Something bad has happened. Something so awful I can hardly bring myself to describe it. There’s no easy way to soften the impact, so I’m simply going to come right out with it…
I’ve been consulting with snot smeared across my face.
The background: I’ve had a cold and I’ve been blowing out mucopurulent material so terrifying it would have had most people begging for time off, antibiotics, exorcism etc. But we GPs soldier on. So I simply punctuate every few consultations with a sinus washout, and everything goes swimmingly. At least it does until, at the end, I glance in the mirror. OMG. There, on my cheek, is the result of a misdirected nose blow, now caked and dried and awful.

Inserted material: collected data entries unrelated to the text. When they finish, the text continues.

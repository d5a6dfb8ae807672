//! Image publisher: builds every variant, then pushes each one's tags and
//! runs the registry/GitHub follow-ups.

use std::path::PathBuf;

use dockyard_build::{ImagePlan, Variant, plan_release};
use dockyard_cloud::{DescriptionSync, RegistryCredentials, ToolClient, ToolExecutor};
use dockyard_core::{DockyardConfig, ReleaseVersion};

use crate::error::{PublishError, PushFailure};

/// Tags one variant ended up with on the registry.
#[derive(Debug, Clone, PartialEq, Eq)]
pub struct VariantReport {
    pub variant: Variant,
    pub tags: Vec<String>,
}

#[derive(Debug, Clone, PartialEq, Eq)]
pub enum DescriptionStatus {
    Synced,
    Skipped(&'static str),
}

#[derive(Debug, Clone, PartialEq, Eq)]
pub enum ReleaseStatus {
    Created,
    AlreadyExists,
    Disabled,
}

#[derive(Debug, Clone, PartialEq, Eq)]
pub struct PublishReport {
    pub version: ReleaseVersion,
    pub variants: Vec<VariantReport>,
    pub description: DescriptionStatus,
    pub release: ReleaseStatus,
}

impl PublishReport {
    /// Every pushed tag, in publish order.
    pub fn tags(&self) -> Vec<&str> {
        self.variants
            .iter()
            .flat_map(|v| v.tags.iter().map(String::as_str))
            .collect()
    }
}

pub struct Publisher<E: ToolExecutor, D: DescriptionSync> {
    tools: ToolClient<E>,
    hub: D,
    config: DockyardConfig,
    credentials: Option<RegistryCredentials>,
    root: PathBuf,
}

impl<E: ToolExecutor, D: DescriptionSync> Publisher<E, D> {
    /// `root` is the directory Dockerfiles, the build context and the
    /// description file are resolved against.
    pub fn new(
        tools: ToolClient<E>,
        hub: D,
        config: DockyardConfig,
        root: impl Into<PathBuf>,
    ) -> Self {
        Self {
            tools,
            hub,
            config,
            credentials: None,
            root: root.into(),
        }
    }

    pub fn with_credentials(mut self, credentials: Option<RegistryCredentials>) -> Self {
        self.credentials = credentials;
        self
    }

    pub fn tools(&self) -> &ToolClient<E> {
        &self.tools
    }

    pub fn config(&self) -> &DockyardConfig {
        &self.config
    }

    pub async fn publish(
        &self,
        version: &ReleaseVersion,
        platforms: &[String],
    ) -> Result<PublishReport, PublishError> {
        let plans = plan_release(version, &self.config, platforms);
        for plan in &plans {
            plan.check_inputs(&self.root)?;
        }

        if let Some(credentials) = &self.credentials {
            self.tools
                .docker_login(&self.config.registry.host, credentials)
                .await
                .map_err(|e| PublishError::Login { source: e })?;
        } else {
            tracing::warn!("no registry credentials set, relying on existing docker login");
        }

        // Build phase: a failing variant stops the run before anything is pushed.
        for plan in &plans {
            tracing::info!(version = %version, variant = %plan.variant, "building image");
            self.tools
                .build_image(plan)
                .await
                .map_err(|e| PublishError::Build {
                    variant: plan.variant,
                    source: e,
                })?;
        }

        // Push phase: variants are independent of each other.
        let mut variants = Vec::with_capacity(plans.len());
        let mut failures = Vec::new();
        for plan in &plans {
            match self.push_variant(plan).await {
                Ok(tags) => variants.push(VariantReport {
                    variant: plan.variant,
                    tags,
                }),
                Err(failure) => {
                    tracing::error!(
                        variant = %failure.variant,
                        error = %failure.source,
                        "push aborted"
                    );
                    failures.push(failure);
                }
            }
        }
        if !failures.is_empty() {
            return Err(PublishError::Push { failures });
        }

        let description = self.sync_description().await?;
        let release = self.create_release(version, &variants).await?;

        tracing::info!(version = %version, "published");
        Ok(PublishReport {
            version: version.clone(),
            variants,
            description,
            release,
        })
    }

    async fn push_variant(&self, plan: &ImagePlan) -> Result<Vec<String>, PushFailure> {
        let mut pushed = Vec::new();

        if let Err(e) = self.tools.push_image(plan).await {
            return Err(PushFailure {
                variant: plan.variant,
                pushed,
                source: e,
            });
        }
        pushed.push(plan.primary_ref());

        for alias in plan.alias_refs() {
            if let Err(e) = self.tools.create_alias(plan, &alias).await {
                return Err(PushFailure {
                    variant: plan.variant,
                    pushed,
                    source: e,
                });
            }
            pushed.push(alias);
        }

        tracing::info!(variant = %plan.variant, tags = pushed.len(), "variant pushed");
        Ok(pushed)
    }

    async fn sync_description(&self) -> Result<DescriptionStatus, PublishError> {
        let registry = &self.config.registry;
        if !registry.sync_description {
            return Ok(DescriptionStatus::Skipped("disabled"));
        }
        let Some(credentials) = &self.credentials else {
            tracing::warn!("skipping description sync, no registry credentials");
            return Ok(DescriptionStatus::Skipped("no credentials"));
        };

        let path = self.root.join(&registry.description_file);
        let full = std::fs::read_to_string(&path)
            .map_err(|e| PublishError::ReadDescription { path, source: e })?;

        self.hub
            .sync_description(
                credentials,
                &registry.repository,
                &registry.short_description,
                &full,
            )
            .await
            .map_err(|e| PublishError::Description { source: e })?;

        Ok(DescriptionStatus::Synced)
    }

    async fn create_release(
        &self,
        version: &ReleaseVersion,
        variants: &[VariantReport],
    ) -> Result<ReleaseStatus, PublishError> {
        if !self.config.release.create_github_release {
            return Ok(ReleaseStatus::Disabled);
        }

        let created = self
            .tools
            .ensure_release(
                version.as_str(),
                &format!("Strapi {version}"),
                &release_notes(version, variants),
                version.is_prerelease(),
            )
            .await
            .map_err(|e| PublishError::Release { source: e })?;

        Ok(if created {
            ReleaseStatus::Created
        } else {
            ReleaseStatus::AlreadyExists
        })
    }
}

fn release_notes(version: &ReleaseVersion, variants: &[VariantReport]) -> String {
    let mut lines = vec![format!("Docker images for Strapi {version}:"), String::new()];
    for report in variants {
        lines.extend(report.tags.iter().map(|tag| format!("- `{tag}`")));
    }
    lines.join("\n")
}

#[cfg(test)]
mod tests {
    use super::*;

    #[test]
    fn release_notes_list_every_tag() {
        let version = ReleaseVersion::parse("5.1.0").unwrap();
        let variants = vec![
            VariantReport {
                variant: Variant::Debian,
                tags: vec!["naskio/strapi:5.1.0".into(), "naskio/strapi:latest".into()],
            },
            VariantReport {
                variant: Variant::Alpine,
                tags: vec!["naskio/strapi:5.1.0-alpine".into()],
            },
        ];

        let notes = release_notes(&version, &variants);

        assert!(notes.starts_with("Docker images for Strapi 5.1.0:"));
        assert!(notes.contains("- `naskio/strapi:latest`"));
        assert!(notes.contains("- `naskio/strapi:5.1.0-alpine`"));
    }

    #[test]
    fn report_tags_flatten_in_order() {
        let report = PublishReport {
            version: ReleaseVersion::parse("5.1.0").unwrap(),
            variants: vec![
                VariantReport {
                    variant: Variant::Debian,
                    tags: vec!["a".into(), "b".into()],
                },
                VariantReport {
                    variant: Variant::Alpine,
                    tags: vec!["c".into()],
                },
            ],
            description: DescriptionStatus::Skipped("disabled"),
            release: ReleaseStatus::Disabled,
        };

        assert_eq!(report.tags(), vec!["a", "b", "c"]);
    }
}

I’m no stranger to embarrassment. I’ve done a smear with my flies gaping. I’ve knocked a lever on my chair, plummeting me to floor height mid-bereavement counselling. But this incident is particularly terrible. I imagine this morning’s patients booking for me in the future with the words, ‘I can’t remember his name, but he was the doctor with snot smeared across his face’, and the receptionist nodding knowingly.

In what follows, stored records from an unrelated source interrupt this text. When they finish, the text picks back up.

use std::collections::BTreeMap;
use std::path::{Path, PathBuf};

use serde::{Deserialize, Serialize};

/// Default config file name, looked up in the working directory.
pub const CONFIG_FILE_NAME: &str = "dockyard.toml";

/// dockyard.toml configuration
#[derive(Debug, Clone, Default, Serialize, Deserialize)]
pub struct DockyardConfig {
    #[serde(default)]
    pub upstream: UpstreamConfig,
    #[serde(default)]
    pub marker: MarkerConfig,
    #[serde(default)]
    pub build: BuildConfig,
    #[serde(default)]
    pub registry: RegistryConfig,
    #[serde(default)]
    pub release: ReleaseConfig,
}

#[derive(Debug, Clone, Serialize, Deserialize)]
pub struct UpstreamConfig {
    /// npm package to watch
    #[serde(default = "default_package")]
    pub package: String,
    /// npm registry base URL
    #[serde(default = "default_npm_registry")]
    pub registry_url: String,
    /// Accept a fetched version older than the recorded marker
    #[serde(default)]
    pub allow_downgrade: bool,
    /// HTTP request timeout in seconds
    #[serde(default = "default_timeout_secs")]
    pub timeout_secs: u64,
}

#[derive(Debug, Clone, Copy, PartialEq, Eq, Serialize, Deserialize)]
#[serde(rename_all = "lowercase")]
pub enum MarkerBackend {
    File,
    Sqlite,
}

#[derive(Debug, Clone, Serialize, Deserialize)]
pub struct MarkerConfig {
    #[serde(default = "default_marker_backend")]
    pub backend: MarkerBackend,
    /// Marker file, or SQLite database when `backend = "sqlite"`
    #[serde(default = "default_marker_path")]
    pub path: PathBuf,
    /// Row key inside the SQLite store
    #[serde(default = "default_marker_key")]
    pub key: String,
}

#[derive(Debug, Clone, Serialize, Deserialize)]
pub struct BuildConfig {
    /// Node.js major version passed as NODE_VERSION
    #[serde(default = "default_node_version")]
    pub node_version: u32,
    /// Docker build context
    #[serde(default = "default_context")]
    pub context: PathBuf,
    #[serde(default = "default_debian_dockerfile")]
    pub debian_dockerfile: PathBuf,
    #[serde(default = "default_alpine_dockerfile")]
    pub alpine_dockerfile: PathBuf,
    /// Platforms for a regular publish
    #[serde(default = "default_platforms")]
    pub platforms: Vec<String>,
    /// Platforms used when multi-platform publishing is requested
    #[serde(default = "default_multi_platform")]
    pub multi_platform: Vec<String>,
    /// Additional build arguments passed to both variants
    #[serde(default)]
    pub args: BTreeMap<String, String>,
}

#[derive(Debug, Clone, Serialize, Deserialize)]
pub struct RegistryConfig {
    /// Registry host used for `docker login`
    #[serde(default = "default_registry_host")]
    pub host: String,
    /// Image repository, e.g. `naskio/strapi`
    #[serde(default = "default_repository")]
    pub repository: String,
    /// Docker Hub API base URL used for description sync
    #[serde(default = "default_hub_api_url")]
    pub hub_api_url: String,
    /// File whose contents become the repository's full description
    #[serde(default = "default_description_file")]
    pub description_file: PathBuf,
    #[serde(default = "default_short_description")]
    pub short_description: String,
    #[serde(default = "default_true")]
    pub sync_description: bool,
}

#[derive(Debug, Clone, Serialize, Deserialize)]
pub struct ReleaseConfig {
    #[serde(default = "default_true")]
    pub create_github_release: bool,
    /// Commit and push the marker file after it changes
    #[serde(default)]
    pub commit_marker: bool,
    #[serde(default = "default_branch")]
    pub branch: String,
    #[serde(default = "default_commit_author")]
    pub commit_author: String,
}

impl Default for UpstreamConfig {
    fn default() -> Self {
        Self {
            package: default_package(),
            registry_url: default_npm_registry(),
            allow_downgrade: false,
            timeout_secs: default_timeout_secs(),
        }
    }
}

impl Default for MarkerConfig {
    fn default() -> Self {
        Self {
            backend: default_marker_backend(),
            path: default_marker_path(),
            key: default_marker_key(),
        }
    }
}

impl Default for BuildConfig {
    fn default() -> Self {
        Self {
            node_version: default_node_version(),
            context: default_context(),
            debian_dockerfile: default_debian_dockerfile(),
            alpine_dockerfile: default_alpine_dockerfile(),
            platforms: default_platforms(),
            multi_platform: default_multi_platform(),
            args: BTreeMap::new(),
        }
    }
}

impl Default for RegistryConfig {
    fn default() -> Self {
        Self {
            host: default_registry_host(),
            repository: default_repository(),
            hub_api_url: default_hub_api_url(),
            description_file: default_description_file(),
            short_description: default_short_description(),
            sync_description: true,
        }
    }
}

impl Default for ReleaseConfig {
    fn default() -> Self {
        Self {
            create_github_release: true,
            commit_marker: false,
            branch: default_branch(),
            commit_author: default_commit_author(),
        }
    }
}

impl DockyardConfig {
    /// Load from dockyard.toml in the given directory, or return defaults if not found.
    pub fn load(project_dir: &Path) -> crate::Result<Self> {
        Self::load_file(&project_dir.join(CONFIG_FILE_NAME))
    }

    /// Load from an explicit file path, or return defaults if it does not exist.
    pub fn load_file(config_path: &Path) -> crate::Result<Self> {
        let config: Self = if config_path.exists() {
            let content =
                std::fs::read_to_string(config_path).map_err(|e| crate::Error::ConfigLoad {
                    path: config_path.to_path_buf(),
                    source: e,
                })?;
            toml::from_str(&content).map_err(|e| crate::Error::ConfigParse {
                path: config_path.to_path_buf(),
                source: e,
            })?
        } else {
            tracing::debug!(path = %config_path.display(), "no config file, using defaults");
            Self::default()
        };

        config.validate()?;
        Ok(config)
    }

    fn validate(&self) -> crate::Result<()> {
        if self.upstream.package.trim().is_empty() {
            return Err(crate::Error::InvalidConfig {
                field: "upstream.package",
                reason: "must not be empty".to_owned(),
            });
        }
        if self.registry.repository.trim().is_empty() {
            return Err(crate::Error::InvalidConfig {
                field: "registry.repository",
                reason: "must not be empty".to_owned(),
            });
        }
        if self.build.platforms.is_empty() {
            return Err(crate::Error::InvalidConfig {
                field: "build.platforms",
                reason: "at least one platform is required".to_owned(),
            });
        }
        if self.build.multi_platform.is_empty() {
            return Err(crate::Error::InvalidConfig {
                field: "build.multi_platform",
                reason: "at least one platform is required".to_owned(),
            });
        }
        if self.build.node_version == 0 {
            return Err(crate::Error::InvalidConfig {
                field: "build.node_version",
                reason: "must be a Node.js major version".to_owned(),
            });
        }
        if self.upstream.timeout_secs == 0 {
            return Err(crate::Error::InvalidConfig {
                field: "upstream.timeout_secs",
                reason: "must be greater than zero".to_owned(),
            });
        }
        for reserved in ["STRAPI_VERSION", "NODE_VERSION"] {
            if self.build.args.contains_key(reserved) {
                return Err(crate::Error::InvalidConfig {
                    field: "build.args",
                    reason: format!("{reserved} is set by dockyard and cannot be overridden"),
                });
            }
        }
        Ok(())
    }
}

fn default_package() -> String {
    "@strapi/strapi".to_owned()
}

fn default_npm_registry() -> String {
    "https://registry.npmjs.org".to_owned()
}

fn default_timeout_secs() -> u64 {
    30
}

fn default_marker_backend() -> MarkerBackend {
    MarkerBackend::File
}

fn default_marker_path() -> PathBuf {
    PathBuf::from("release-versions/strapi-latest.txt")
}

fn default_marker_key() -> String {
    "strapi".to_owned()
}

fn default_node_version() -> u32 {
    22
}

fn default_context() -> PathBuf {
    PathBuf::from(".")
}

fn default_debian_dockerfile() -> PathBuf {
    PathBuf::from("Dockerfile")
}

fn default_alpine_dockerfile() -> PathBuf {
    PathBuf::from("Dockerfile.alpine")
}

fn default_platforms() -> Vec<String> {
    vec!["linux/amd64".to_owned()]
}

fn default_multi_platform() -> Vec<String> {
    vec!["linux/amd64".to_owned(), "linux/arm64".to_owned()]
}

fn default_registry_host() -> String {
    "docker.io".to_owned()
}

fn default_repository() -> String {
    "naskio/strapi".to_owned()
}

fn default_hub_api_url() -> String {
    "https://hub.docker.com".to_owned()
}

fn default_description_file() -> PathBuf {
    PathBuf::from("README.md")
}

fn default_short_description() -> String {
    "Strapi, the open-source headless CMS, packaged for Docker (Debian and Alpine)".to_owned()
}

fn default_branch() -> String {
    "main".to_owned()
}

fn default_commit_author() -> String {
    "github-actions[bot] <41898282+github-actions[bot]@users.noreply.github.com>".to_owned()
}

fn default_true() -> bool {
    true
}
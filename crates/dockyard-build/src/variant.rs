use std::fmt;
use std::path::Path;

use dockyard_core::{BuildConfig, ReleaseVersion};

/// Image flavor built from the same upstream version.
#[derive(Debug, Clone, Copy, PartialEq, Eq, Hash)]
pub enum Variant {
    Debian,
    Alpine,
}

impl Variant {
    /// All variants, in publish order.
    pub const ALL: [Variant; 2] = [Variant::Debian, Variant::Alpine];

    pub fn name(self) -> &'static str {
        match self {
            Self::Debian => "debian",
            Self::Alpine => "alpine",
        }
    }

    /// Tag suffix appended to both the version and the `latest` tag.
    pub fn tag_suffix(self) -> &'static str {
        match self {
            Self::Debian => "",
            Self::Alpine => "-alpine",
        }
    }

    /// Versioned tag, e.g. `5.1.0` or `5.1.0-alpine`.
    pub fn version_tag(self, version: &ReleaseVersion) -> String {
        format!("{version}{}", self.tag_suffix())
    }

    /// Floating tag, e.g. `latest` or `latest-alpine`.
    pub fn latest_tag(self) -> String {
        format!("latest{}", self.tag_suffix())
    }

    pub fn dockerfile(self, config: &BuildConfig) -> &Path {
        match self {
            Self::Debian => &config.debian_dockerfile,
            Self::Alpine => &config.alpine_dockerfile,
        }
    }
}

impl fmt::Display for Variant {
    fn fmt(&self, f: &mut fmt::Formatter<'_>) -> fmt::Result {
        f.write_str(self.name())
    }
}
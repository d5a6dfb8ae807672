use std::path::Path;

use dockyard_cloud::{CheckResult, REGISTRY_TOKEN_ENV, REGISTRY_USERNAME_ENV, RegistryCredentials, ToolClient};

pub async fn doctor(config: Option<&Path>) -> anyhow::Result<()> {
    let client = ToolClient::new();
    let mut report = client.doctor().await;

    let path = super::config_path(config);
    report.config_file = if !path.exists() {
        CheckResult::ok("Not found, using defaults")
    } else {
        match super::load_config(config) {
            Ok(_) => CheckResult::ok("Found"),
            Err(e) => CheckResult::fail(&format!("{e:#}")),
        }
    };

    report.credentials = if RegistryCredentials::from_env().is_some() {
        CheckResult::ok("Found")
    } else {
        CheckResult::fail(&format!(
            "{REGISTRY_USERNAME_ENV} / {REGISTRY_TOKEN_ENV} not set"
        ))
    };

    println!();
    println!("{report}");

    if !report.all_passed() {
        anyhow::bail!("some checks failed — see above for details");
    }

    Ok(())
}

The fact that You Will Know Me By The Trail Of Snot is bad enough. But I’m also obsessed by not knowing exactly when it happened. Was I in this state for the whole surgery? Or did it happen after that particularly gratifying blow towards the end? I seriously consider phoning each patient, in reverse order, and asking ‘Look, when you consulted me this morning, did I have snot smeared across my face? I just need to know.’ That’s when I decided to get a grip and use this column as catharsis. But I can hear the editor saying: ‘Look, Tony, you can’t just write about having snot on your face, you’ve got to make a point.’
OK, um, well, the snot’s a, er, metaphor. Or something. For how patients might soon view us. Up until now, when I refuse to bow to inappropriate patient demand, I have something to hide behind. ‘I’d love to prescribe/refer/scan/whatever,’ I say, ‘but I can’t, because of NICE guidelines/the local prescribing incentive scheme/PCT service restrictions etc.’ But in the Brave New World of Commissioning, the public’s perception will be that we’ve seized the power and the purse-strings.

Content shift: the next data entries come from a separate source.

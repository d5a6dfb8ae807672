//! Version watcher: compares the upstream `latest` release against the
//! marker and records changes.

use dockyard_cloud::{FetchError, UpstreamRegistry};
use dockyard_core::{CasOutcome, MarkerError, MarkerStore, ReleaseVersion};

use crate::error::MarkerWriteError;

/// What [`Watcher::update_marker_if_changed`] did to the marker.
#[derive(Debug, Clone, PartialEq, Eq)]
pub enum MarkerUpdate {
    /// Upstream matches the marker.
    Unchanged { current: ReleaseVersion },
    /// Upstream reports an older release than the marker; left untouched.
    Stale {
        current: ReleaseVersion,
        fetched: ReleaseVersion,
    },
    /// The marker now holds `current`.
    Changed {
        previous: Option<ReleaseVersion>,
        current: ReleaseVersion,
    },
}

impl MarkerUpdate {
    pub fn is_changed(&self) -> bool {
        matches!(self, Self::Changed { .. })
    }
}

pub struct Watcher<R: UpstreamRegistry> {
    registry: R,
    store: Box<dyn MarkerStore>,
    package: String,
    allow_downgrade: bool,
}

impl<R: UpstreamRegistry> Watcher<R> {
    pub fn new(registry: R, store: Box<dyn MarkerStore>, package: impl Into<String>) -> Self {
        Self {
            registry,
            store,
            package: package.into(),
            allow_downgrade: false,
        }
    }

    /// Let an older upstream `latest` overwrite a newer marker.
    pub fn allow_downgrade(mut self, allow: bool) -> Self {
        self.allow_downgrade = allow;
        self
    }

    pub fn package(&self) -> &str {
        &self.package
    }

    pub fn store(&self) -> &dyn MarkerStore {
        self.store.as_ref()
    }

    pub async fn check_latest(&self) -> Result<ReleaseVersion, FetchError> {
        let version = self.registry.latest_version(&self.package).await?;
        tracing::info!(package = %self.package, version = %version, "fetched upstream latest");
        Ok(version)
    }

    pub fn current(&self) -> Result<Option<ReleaseVersion>, MarkerWriteError> {
        Ok(self.store.read()?)
    }

    pub fn update_marker_if_changed(
        &self,
        fetched: &ReleaseVersion,
    ) -> Result<MarkerUpdate, MarkerWriteError> {
        let previous = self.store.read()?;

        if let Some(current) = &previous {
            if current == fetched {
                tracing::info!(version = %current, "marker already up to date");
                return Ok(MarkerUpdate::Unchanged {
                    current: current.clone(),
                });
            }
            if fetched < current && !self.allow_downgrade {
                tracing::warn!(
                    marker = %current,
                    fetched = %fetched,
                    "upstream latest is older than the marker, ignoring"
                );
                return Ok(MarkerUpdate::Stale {
                    current: current.clone(),
                    fetched: fetched.clone(),
                });
            }
        }

        match self.store.write_if_changed(previous.as_ref(), fetched)? {
            CasOutcome::Written => {
                tracing::info!(
                    location = %self.store.location(),
                    version = %fetched,
                    "marker updated"
                );
                Ok(MarkerUpdate::Changed {
                    previous,
                    current: fetched.clone(),
                })
            }
            // Another writer stored the same value between our read and write.
            CasOutcome::Unchanged => Ok(MarkerUpdate::Unchanged {
                current: fetched.clone(),
            }),
        }
    }

    /// Undo a [`MarkerUpdate::Changed`]. A marker that did not exist before
    /// cannot be removed through the store and is left in place.
    pub fn restore(&self, update: &MarkerUpdate) -> Result<(), MarkerError> {
        let MarkerUpdate::Changed { previous, current } = update else {
            return Ok(());
        };

        match previous {
            Some(previous) => {
                self.store.write_if_changed(Some(current), previous)?;
                tracing::warn!(version = %previous, "marker restored");
            }
            None => {
                tracing::warn!(
                    location = %self.store.location(),
                    "no previous marker to restore, leaving {current} in place"
                );
            }
        }
        Ok(())
    }
}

There will be nothing to protect me from a long and bloody consultation. By the end of which, the patient’s expression will suggest I have something very nasty – yes, like snot – smeared on my face.
Perhaps, say the mongers of doom, this look of default distrust is something we’ll have to get used to. And yes, that is a point, but it’s not the point. The real point is the opposite, that patients’ trust in their GP remains so profound and unconditional that they’ll indulge all sorts of shortcomings on our part – grumpiness, financial straitjackets, even snot smeared across our faces – so long as they can keep seeing the doctor they have faith in.
That’s so touching that you might find yourself welling up. In which case, careful how you blow your nose.